I am using Asterisk to interact with analog telephony devices that can be programmed and tested with DTMF interaction.

Some of these guys speak rather quickly. Too quickly, you could convincingly argue; I'd be right with you there. And yet, Asterisk is perfectly capable of hearing the tones, and if I'm lucky enough to get a pure stream with in-band DTMF audio, I can recognize even really fast tones very succesfully.

The problem arises when Asterisk (or another telephony system) decides it needs to recognize and regenerate the DTMF. I realize that this is important to do when translating e.g. to/from out-of-band DTMF, but I'm not sure why it seems to be the default action to do this, and in particular why it is often regenerated with lengthy durations (e.g. 100ms; thankfully, in Asterisk, this can be changed, although it can involve a recompile) that is almost guaranteed to mean loss of digits. Others have reported issues where in-band conversion to out-of-band has resulted in duplicated digits, even though the conversion was not necessary.

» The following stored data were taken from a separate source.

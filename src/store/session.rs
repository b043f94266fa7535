use chrono::{DateTime, Utc};
use serde_json::{Map, Value};

use crate::capture::{Message, Session};
use crate::store::BoundedStore;

/// How an upsert treats existing details
#[derive(Debug, Clone, Copy, PartialEq, Eq)]
pub enum DetailsUpdate {
    /// Shallow-merge the patch over existing details (GET responses)
    Merge,
    /// Discard existing details (creation responses)
    Replace,
}

#[derive(Debug, Clone)]
pub struct SessionStore {
    sessions: BoundedStore<Session>,
}

impl SessionStore {
    pub fn new(capacity: usize) -> Self {
        Self {
            sessions: BoundedStore::new(capacity),
        }
    }

    /// Update the session keyed by `session_id`, creating it when absent.
    ///
    /// `created_at` and messages of an existing session are kept.
    pub fn upsert(
        &mut self,
        session_id: &str,
        patch: Map<String, Value>,
        mode: DetailsUpdate,
        seen_at: DateTime<Utc>,
    ) {
        if self.sessions.find_by_id(session_id).is_none() {
            self.sessions.insert(Session::new(session_id, seen_at));
        }

        if let Some(session) = self.sessions.find_by_id_mut(session_id) {
            match mode {
                DetailsUpdate::Replace => session.details = patch,
                DetailsUpdate::Merge => session.details.extend(patch),
            }
            if let Some(status) = status_of(&session.details) {
                session.status = status;
            }
        }
    }

    /// Append a message, creating the session if it is not known yet
    pub fn push_message(&mut self, message: Message) {
        if self.sessions.find_by_id(&message.session_id).is_none() {
            self.sessions
                .insert(Session::new(&message.session_id, message.timestamp));
        }
        if let Some(session) = self.sessions.find_by_id_mut(&message.session_id) {
            session.messages.push(message);
        }
    }

    pub fn get(&self, session_id: &str) -> Option<&Session> {
        self.sessions.find_by_id(session_id)
    }

    /// Latest `created_at`, ties going to the most recently inserted
    pub fn current(&self) -> Option<&Session> {
        self.sessions.iter().rev().max_by_key(|s| s.created_at)
    }

    pub fn to_vec(&self) -> Vec<Session> {
        self.sessions.to_vec()
    }

    pub fn iter(&self) -> impl Iterator<Item = &Session> {
        self.sessions.iter()
    }

    pub fn len(&self) -> usize {
        self.sessions.len()
    }

    pub fn is_empty(&self) -> bool {
        self.sessions.is_empty()
    }

    pub fn clear(&mut self) {
        self.sessions.clear();
    }
}

/// Remote status field, `status_enum` preferred over `status`
fn status_of(details: &Map<String, Value>) -> Option<String> {
    details
        .get("status_enum")
        .or_else(|| details.get("status"))
        .and_then(Value::as_str)
        .map(str::to_string)
}
pub mod correlator;
pub mod mask;
pub mod model;

pub use correlator::{attach_error, attach_response, generate_id};
pub use model::{
    AuthEvent, AuthEventType, CapturedRequest, CapturedResponse, Direction, Identified, Message,
    Payload, Session, Transport,
};
use anyhow::Result;
use colored::*;

use crate::http::Response;
use crate::monitor::AnalysisReport;

pub enum ResponseFormat {
    Compact,
    Verbose,
}

pub struct ResponseFormatter {
    format: ResponseFormat,
    color: bool,
}

impl ResponseFormatter {
    pub fn new(format: ResponseFormat) -> Self {
        Self {
            format,
            color: true,
        }
    }

    pub fn without_color(mut self) -> Self {
        self.color = false;
        self
    }

    fn paint_status(&self, line: String, response: &Response) -> String {
        if !self.color {
            return line;
        }
        let painted = if response.is_success() {
            line.green()
        } else if response.is_client_error() {
            line.yellow()
        } else {
            line.red()
        };
        match self.format {
            ResponseFormat::Verbose => painted.bold().to_string(),
            ResponseFormat::Compact => painted.to_string(),
        }
    }

    fn paint_heading(&self, text: &str) -> String {
        if self.color {
            text.blue().bold().to_string()
        } else {
            text.to_string()
        }
    }

    pub fn format(&self, response: &Response) -> Result<String> {
        let mut output = Vec::new();
        let status_line = format!("HTTP {} {}", response.status.code(), response.status_text);
        output.push(self.paint_status(status_line, response));

        let timing = format!("Time: {}ms", response.duration.as_millis());
        output.push(if self.color {
            timing.cyan().to_string()
        } else {
            timing
        });

        if let ResponseFormat::Verbose = self.format {
            output.push(String::new());
            output.push(self.paint_heading("Headers:"));
            for (key, value) in response.headers.iter() {
                let value = value.to_str().unwrap_or("<invalid utf-8>");
                output.push(format!("   {}: {}", key, value));
            }
        }

        let body = &response.body;
        match self.format {
            ResponseFormat::Compact if body.len() >= 200 => {
                output.push(format!("Body: {} bytes", body.len()));
            }
            _ if !body.is_empty() => {
                if let ResponseFormat::Verbose = self.format {
                    output.push(String::new());
                    output.push(self.paint_heading("Body:"));
                }
                output.push(self.try_format_json(body).unwrap_or_else(|_| body.to_string()));
            }
            _ => {}
        }

        Ok(output.join("\n"))
    }

    /// One block describing how the monitor saw the call
    pub fn format_analysis(&self, report: &AnalysisReport) -> String {
        let mut output = vec![self.paint_heading("Captured:")];
        output.push(format!("   id:        {}", report.request.id));
        output.push(format!("   endpoint:  {}", report.endpoint));
        output.push(format!("   transport: {}", report.request.transport.as_str()));
        match (report.timing.duration, &report.error) {
            (Some(duration), _) => output.push(format!("   duration:  {}ms", duration)),
            (None, Some(error)) => output.push(format!("   error:     {}", error)),
            (None, None) => output.push("   pending".to_string()),
        }
        output.join("\n")
    }

    fn try_format_json(&self, body: &str) -> Result<String> {
        let value: serde_json::Value = serde_json::from_str(body)?;
        serde_json::to_string_pretty(&value).map_err(Into::into)
    }
}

So my question is: why is this the M.O. for telephony systems? Why not leave in-call DTMF alone unless translation is explicitly required?

Best Answer

Take a high-fidelity CD recording of your favorite song.
Record it using the cheapest microphone you can find.
Encode the recording with a lousy 8-bit audio codec optimized for spoken words.
Play the recording back through a cheap speaker (and wiggle the wires).

If you listen to the CD and the chain above side-by-side you'll hear how badly mangled things get in telephony. Now imagine that instead of a song you recorded DTMF tones and were trying to play them back and get a computer to recognize them.

This is why most VoIP systems re-encode DTMF tones using an out-of-band channel (like RFC 2833) -- the compression, network jitter, latency, and potential packet loss make audio-encoded DTMF prone to failure.
By sending the DTMF tones as out-of-band data they can be reinserted into the audio stream at the endpoint closest to the PSTN, minimizing the risk that the tones will be mangled.

Why 100ms? Because some telephone lines or remote ends have trouble with shorter tone durations (if you've ever called a touch-tone system over a noisy land line you've probably held a button for a few seconds in frustration to get the system to recognize the tone).
(100ms is probably too long - 20-50ms is more than adequate)


You don't have to use out-of-band signaling -- moist VoIP systems will deal with in-band signaling (you typically have to set a parameter on your phone and your server to do so, and you must use high-quality codecs (or disable compression entirely if you want a real shot at reliability).
Most people deploying them elect to use RFC 2833 (and re-encode DTMF received in-band) instead because it is substantially more reliable.